What is expected: Every line in the listing is to be echoed verbatim.

[Dataset entries — start]

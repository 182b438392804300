//! Chat command parsing and the request pipeline behind the bot.
//!
//! Requests pass through an ordered middleware chain before reaching a
//! handler; any middleware may answer on its own and stop the chain.

use anyhow::Result;
use async_trait::async_trait;
use egw_core::{GameId, LifecycleState, SearchRole, Subscriber};
use thiserror::Error;
use tracing::{debug, info};

use crate::messages::{role_summary, Formatter, MAX_MESSAGE_LEN};
use crate::store::{
    BroadcastKind, GameQuery, GameStore, RoleOutcome, SubscribeOutcome, UnsubscribeOutcome,
};

pub const NOT_REGISTERED: &str = "❌ Для начала работы нажмите /start";
pub const GREETING: &str = "Привет! 👋\n🤖 Enc bot. Чем могу помочь?";
const NO_UPCOMING: &str = "На данный момент нет предстоящих игр.";
const NO_ACTIVE: &str = "На данный момент нет активных игр.";
const NO_SUBSCRIPTIONS: &str = "У вас нет подписок.";

#[derive(Debug, Clone, Copy, PartialEq, Eq)]
pub enum Command {
    Start,
    Help,
    Subscribe(GameId),
    Unsubscribe(GameId),
    MySubscriptions,
    SeekRole(GameId, SearchRole),
    CancelRole(GameId),
    Upcoming,
    Active,
}

#[derive(Debug, Error, Clone, PartialEq, Eq)]
pub enum CommandError {
    #[error("unknown command {0:?}")]
    Unknown(String),
    #[error("/{command} needs {expected}")]
    MissingArgument {
        command: &'static str,
        expected: &'static str,
    },
    #[error("/{command}: cannot parse {value:?}")]
    InvalidArgument { command: &'static str, value: String },
}

impl CommandError {
    /// Reply shown to the user.
    pub fn user_message(&self) -> String {
        match self {
            Self::Unknown(_) => "Неизвестная команда. Список команд: /help".to_string(),
            Self::MissingArgument { command, expected } => {
                format!("Использование: /{command} <{expected}>")
            }
            Self::InvalidArgument { command, value } => {
                format!("Не удалось разобрать «{value}» для /{command}.")
            }
        }
    }
}

fn game_id_arg(command: &'static str, arg: Option<&str>) -> Result<GameId, CommandError> {
    let raw = arg.ok_or(CommandError::MissingArgument {
        command,
        expected: "id игры",
    })?;
    raw.parse().map_err(|_| CommandError::InvalidArgument {
        command,
        value: raw.to_string(),
    })
}
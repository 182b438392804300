//! Listing-source contracts and the encounter calendar adapter.

use async_trait::async_trait;
use egw_core::{Category, GameRecord};
use egw_storage::FetchError;
use serde::{Deserialize, Serialize};
use thiserror::Error;

pub mod feed;
pub mod html;
pub mod normalize;

pub use feed::{normalize_rows, EncounterFeed};
pub use html::{pagination_links, parse_detail_page, parse_listing_rows};
pub use normalize::{
    apply_detail, extract_capacity, normalize_row, parse_detail_datetime, parse_game_id,
    parse_listing_datetime, DetailFields, NormalizeError, RawListingRow,
};

pub const CRATE_NAME: &str = "egw-adapters";

/// Which live view of the source a listing url belongs to.
#[derive(Debug, Clone, Copy, PartialEq, Eq, Hash, Serialize, Deserialize)]
#[serde(rename_all = "snake_case")]
pub enum ListingView {
    Upcoming,
    Active,
}

impl ListingView {
    pub fn as_str(self) -> &'static str {
        match self {
            Self::Upcoming => "upcoming",
            Self::Active => "active",
        }
    }
}

#[derive(Debug, Clone, PartialEq, Eq, Serialize, Deserialize)]
pub struct SourceTarget {
    pub url: String,
    pub category: Category,
    pub view: ListingView,
}

/// Records scraped for one view, plus how many of its targets failed.
#[derive(Debug, Clone, Default, PartialEq, Eq)]
pub struct FeedBatch {
    pub records: Vec<GameRecord>,
    pub failed_targets: usize,
    pub total_targets: usize,
}

impl FeedBatch {
    pub fn from_records(records: Vec<GameRecord>) -> Self {
        Self {
            records,
            failed_targets: 0,
            total_targets: 1,
        }
    }

    /// Only a complete, non-empty view may be used to infer disappearances.
    pub fn is_trustworthy(&self) -> bool {
        self.failed_targets == 0 && !self.records.is_empty()
    }

    pub fn contains(&self, id: egw_core::GameId) -> bool {
        self.records.iter().any(|r| r.id == id)
    }

    pub fn get(&self, id: egw_core::GameId) -> Option<&GameRecord> {
        self.records.iter().find(|r| r.id == id)
    }
}

#[derive(Debug, Error)]
pub enum AdapterError {
    #[error("{0}")]
    Message(String),
    #[error(transparent)]
    Fetch(#[from] FetchError),
    #[error(transparent)]
    Normalize(#[from] NormalizeError),
    #[error("timed out fetching {url}")]
    Timeout { url: String },
}

/// Scraper collaborator. Never fails as a whole: a broken target degrades to
/// fewer records and a non-zero `failed_targets`.
#[async_trait]
pub trait ListingFeed: Send + Sync {
    async fn fetch_view(&self, view: ListingView) -> FeedBatch;
}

[Dataset entries — finish]

Reply to the exercise:
repository 182b438392804300
//! Chat command parsing and the request pipeline behind the bot.
//!
//! Requests pass through an ordered middleware chain before reaching a
//! handler; any middleware may answer on its own and stop the chain.

use anyhow::Result;
use async_trait::async_trait;
use egw_core::{GameId, LifecycleState, SearchRole, Subscriber};
use thiserror::Error;
use tracing::{debug, info};

use crate::messages::{role_summary, Formatter, MAX_MESSAGE_LEN};
use crate::store::{
    BroadcastKind, GameQuery, GameStore, RoleOutcome, SubscribeOutcome, UnsubscribeOutcome,
};

pub const NOT_REGISTERED: &str = "❌ Для начала работы нажмите /start";
pub const GREETING: &str = "Привет! 👋\n🤖 Enc bot. Чем могу помочь?";
const NO_UPCOMING: &str = "На данный момент нет предстоящих игр.";
const NO_ACTIVE: &str = "На данный момент нет активных игр.";
const NO_SUBSCRIPTIONS: &str = "У вас нет подписок.";

#[derive(Debug, Clone, Copy, PartialEq, Eq)]
pub enum Command {
    Start,
    Help,
    Subscribe(GameId),
    Unsubscribe(GameId),
    MySubscriptions,
    SeekRole(GameId, SearchRole),
    CancelRole(GameId),
    Upcoming,
    Active,
}

#[derive(Debug, Error, Clone, PartialEq, Eq)]
pub enum CommandError {
    #[error("unknown command {0:?}")]
    Unknown(String),
    #[error("/{command} needs {expected}")]
    MissingArgument {
        command: &'static str,
        expected: &'static str,
    },
    #[error("/{command}: cannot parse {value:?}")]
    InvalidArgument { command: &'static str, value: String },
}

impl CommandError {
    /// Reply shown to the user.
    pub fn user_message(&self) -> String {
        match self {
            Self::Unknown(_) => "Неизвестная команда. Список команд: /help".to_string(),
            Self::MissingArgument { command, expected } => {
                format!("Использование: /{command} <{expected}>")
            }
            Self::InvalidArgument { command, value } => {
                format!("Не удалось разобрать «{value}» для /{command}.")
            }
        }
    }
}

fn game_id_arg(command: &'static str, arg: Option<&str>) -> Result<GameId, CommandError> {
    let raw = arg.ok_or(CommandError::MissingArgument {
        command,
        expected: "id игры",
    })?;
    raw.parse().map_err(|_| CommandError::InvalidArgument {
        command,
        value: raw.to_string(),
    })
}
repository 182b438392804300
//! Listing-source contracts and the encounter calendar adapter.

use async_trait::async_trait;
use egw_core::{Category, GameRecord};
use egw_storage::FetchError;
use serde::{Deserialize, Serialize};
use thiserror::Error;

pub mod feed;
pub mod html;
pub mod normalize;

pub use feed::{normalize_rows, EncounterFeed};
pub use html::{pagination_links, parse_detail_page, parse_listing_rows};
pub use normalize::{
    apply_detail, extract_capacity, normalize_row, parse_detail_datetime, parse_game_id,
    parse_listing_datetime, DetailFields, NormalizeError, RawListingRow,
};

pub const CRATE_NAME: &str = "egw-adapters";

/// Which live view of the source a listing url belongs to.
#[derive(Debug, Clone, Copy, PartialEq, Eq, Hash, Serialize, Deserialize)]
#[serde(rename_all = "snake_case")]
pub enum ListingView {
    Upcoming,
    Active,
}

impl ListingView {
    pub fn as_str(self) -> &'static str {
        match self {
            Self::Upcoming => "upcoming",
            Self::Active => "active",
        }
    }
}

#[derive(Debug, Clone, PartialEq, Eq, Serialize, Deserialize)]
pub struct SourceTarget {
    pub url: String,
    pub category: Category,
    pub view: ListingView,
}

/// Records scraped for one view, plus how many of its targets failed.
#[derive(Debug, Clone, Default, PartialEq, Eq)]
pub struct FeedBatch {
    pub records: Vec<GameRecord>,
    pub failed_targets: usize,
    pub total_targets: usize,
}

impl FeedBatch {
    pub fn from_records(records: Vec<GameRecord>) -> Self {
        Self {
            records,
            failed_targets: 0,
            total_targets: 1,
        }
    }

    /// Only a complete, non-empty view may be used to infer disappearances.
    pub fn is_trustworthy(&self) -> bool {
        self.failed_targets == 0 && !self.records.is_empty()
    }

    pub fn contains(&self, id: egw_core::GameId) -> bool {
        self.records.iter().any(|r| r.id == id)
    }

    pub fn get(&self, id: egw_core::GameId) -> Option<&GameRecord> {
        self.records.iter().find(|r| r.id == id)
    }
}

#[derive(Debug, Error)]
pub enum AdapterError {
    #[error("{0}")]
    Message(String),
    #[error(transparent)]
    Fetch(#[from] FetchError),
    #[error(transparent)]
    Normalize(#[from] NormalizeError),
    #[error("timed out fetching {url}")]
    Timeout { url: String },
}

/// Scraper collaborator. Never fails as a whole: a broken target degrades to
/// fewer records and a non-zero `failed_targets`.
#[async_trait]
pub trait ListingFeed: Send + Sync {
    async fn fetch_view(&self, view: ListingView) -> FeedBatch;
}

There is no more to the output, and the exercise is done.